Otro problema son los vínculos corporativos de los agentes de seguridad: alguien de la Gendarmería les avisó a los policías del allanamiento del sábado, y por ello el subjefe de la fuerza provincial, el comisario general Nicolás Barrera, le ordenó al jefe Regional, Víctor Pacheco, que estuviera presente para supervisar todo. Pero si lo sabía él, al parecer también lo sabían los responsables de la comisaría que, por cierto, se encontraba limpia: los dos detenidos estaban en su celda, como si nada hubiera ocurrido. Pacheco, que había dicho que la denunciante actuó por despecho, porque le habían prohibido que su hijo cuidara motos en la plaza de El Manantial, ahora, mudo, debió reemplazar a los jefes de la comisaría a los que había defendido.
Ya hubo otros escándalos como este. Los más duros fueron uno en la comisaría de Lastenia, hace más de una década (donde un procesado por violación que entraba y salía y hacía mandados para los agentes atacó y violó a una criatura) y el de la comisaría de Raco (donde se cometieron irregularidades en el levantamiento de pruebas tras el hallazgo del cadáver de Paulina Lebbos). Pero no son los únicos casos. Este año hubo una pueblada en Ciudad Alberdi cuando los vecinos reclamaron que los mismos agentes cobraban a empresas por brindar seguridad mientras había asaltos por doquier. Y en Bella Vista un detenido por contravenciones fue filmado mientras era brutalmente agredido por un preso sin que nadie en la dependencia policial hiciera nada.
En Alberdi el Gobierno hizo lo habitual, como ahora: cambió al jefe de comisaría. Pero el problema parece estar en el fondo del modelo de seguridad en el que no se controla a una fuerza que cumple tareas de modo discrecional. Al mismo tiempo, las autoridades están llenando la capital y Yerba Buena -y pronto, toda la provincia- de cámaras de vigilancia. A juzgar por lo que ocurrió en Alberdi y Bella Vista, y por lo que parece ocurrir en El Manantial, las cámaras de vigilancia deberían estar también en las dependencias policiales.
Esta es la Policía que hace siete años se inquietó ante el proyecto de montar una oficina de Asuntos Internos para controlar lo que hacen los comisarios y los agentes de seguridad. El proyecto fue desechado.
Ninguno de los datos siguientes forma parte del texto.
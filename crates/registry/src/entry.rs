use std::fmt;
use std::rc::Rc;

use crate::handle::WeakHandle;
use crate::node::{CleanupDelegate, OwnerKey, VisualNode};

/// Registry record for one owner.
///
/// Entries are never edited in place. Registering the same key again builds
/// a fresh entry and replaces the old one.
#[derive(Clone)]
pub struct CleanupEntry {
	key: OwnerKey,
	delegate: Option<WeakHandle<dyn CleanupDelegate>>,
	dependents: Vec<WeakHandle<dyn VisualNode>>,
	proceed_when_delegate_absent: bool,
}

impl CleanupEntry {
	pub(crate) fn new(
		key: OwnerKey,
		delegate: Option<WeakHandle<dyn CleanupDelegate>>,
		dependents: Vec<WeakHandle<dyn VisualNode>>,
		proceed_when_delegate_absent: bool,
	) -> Self {
		Self {
			key,
			delegate,
			dependents,
			proceed_when_delegate_absent,
		}
	}

	pub fn key(&self) -> OwnerKey {
		self.key
	}

	/// Returns the owning delegate if it is still alive.
	pub fn delegate(&self) -> Option<Rc<dyn CleanupDelegate>> {
		self.delegate.as_ref().and_then(WeakHandle::get)
	}

	pub fn delegate_handle(&self) -> Option<&WeakHandle<dyn CleanupDelegate>> {
		self.delegate.as_ref()
	}

	/// Dependent handles in registration order, dead ones included.
	pub fn dependents(&self) -> &[WeakHandle<dyn VisualNode>] {
		&self.dependents
	}

	/// Dependents that are still alive, in registration order.
	pub fn live_dependents(&self) -> impl Iterator<Item = Rc<dyn VisualNode>> + '_ {
		self.dependents.iter().filter_map(WeakHandle::get)
	}

	/// Whether cleanup proceeds when the delegate is gone.
	pub fn proceed_when_delegate_absent(&self) -> bool {
		self.proceed_when_delegate_absent
	}
}

/// Structural identity: same key and policy, same delegate allocation, same
/// dependent allocations in the same order.
impl PartialEq for CleanupEntry {
	fn eq(&self, other: &Self) -> bool {
		let same_delegate = match (&self.delegate, &other.delegate) {
			(Some(a), Some(b)) => a.ptr_eq(b),
			(None, None) => true,
			_ => false,
		};
		self.key == other.key
			&& self.proceed_when_delegate_absent == other.proceed_when_delegate_absent
			&& same_delegate
			&& self.dependents.len() == other.dependents.len()
			&& self
				.dependents
				.iter()
				.zip(&other.dependents)
				.all(|(a, b)| a.ptr_eq(b))
	}
}

impl fmt::Debug for CleanupEntry {
	fn fmt(&self, f: &mut fmt::Formatter<'_>) -> fmt::Result {
		f.debug_struct("CleanupEntry")
			.field("key", &self.key)
			.field("delegate", &self.delegate)
			.field("dependents", &self.dependents)
			.field("proceed_when_delegate_absent", &self.proceed_when_delegate_absent)
			.finish()
	}
}
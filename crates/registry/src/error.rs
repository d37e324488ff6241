//! Error types for cleanup and configuration.

use crate::node::{NodeTag, OwnerKey};

/// Failure reported by a [`RemovalExecutor`](crate::RemovalExecutor).
#[derive(Debug, Clone, PartialEq, Eq, thiserror::Error)]
pub enum RemovalError {
	/// The host refused to detach one node of the batch.
	#[error("host rejected node {tag:?}: {reason}")]
	Rejected { tag: NodeTag, reason: String },

	/// The host could not process the batch at all.
	#[error("host removal failed: {0}")]
	Host(String),
}

/// The one checked failure of [`notify_cleanup`](crate::CleanupRegistry::notify_cleanup).
///
/// Only reported for the owner the caller asked about. Failures deeper in
/// the cascade are absorbed and the affected entries restored. Either way the
/// caller should treat it as "retry later".
#[derive(Debug, Clone, PartialEq, Eq, thiserror::Error)]
pub enum CleanupError {
	/// No host bridge has been resolved for this registry yet.
	#[error("no host bridge resolved while cleaning up {key}")]
	BridgeUnresolved { key: OwnerKey },

	/// The removal executor failed for the owner's own dependents.
	#[error("removing dependents of {key} failed: {source}")]
	Removal {
		key: OwnerKey,
		#[source]
		source: RemovalError,
	},
}

impl CleanupError {
	/// Owner whose cleanup failed.
	pub fn key(&self) -> OwnerKey {
		match self {
			Self::BridgeUnresolved { key } | Self::Removal { key, .. } => *key,
		}
	}
}

/// Errors raised while loading a [`RegistryConfig`](crate::RegistryConfig).
#[derive(Debug, thiserror::Error)]
pub enum ConfigError {
	/// TOML syntax or schema error.
	#[error("invalid registry config: {0}")]
	Toml(#[from] toml::de::Error),
}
Esta es la Policía cuyo jefe, el comisario general Hugo Sánchez, dijo hace pocos meses: "nosotros nos autodepuramos", sin advertir que con cada nuevo escándalo, por falta de control adecuado, quedan librados a su suerte y embarrados los viejos y los nuevos policías, los mañosos y los que quieren hacer las cosas bien, los justos y los pecadores.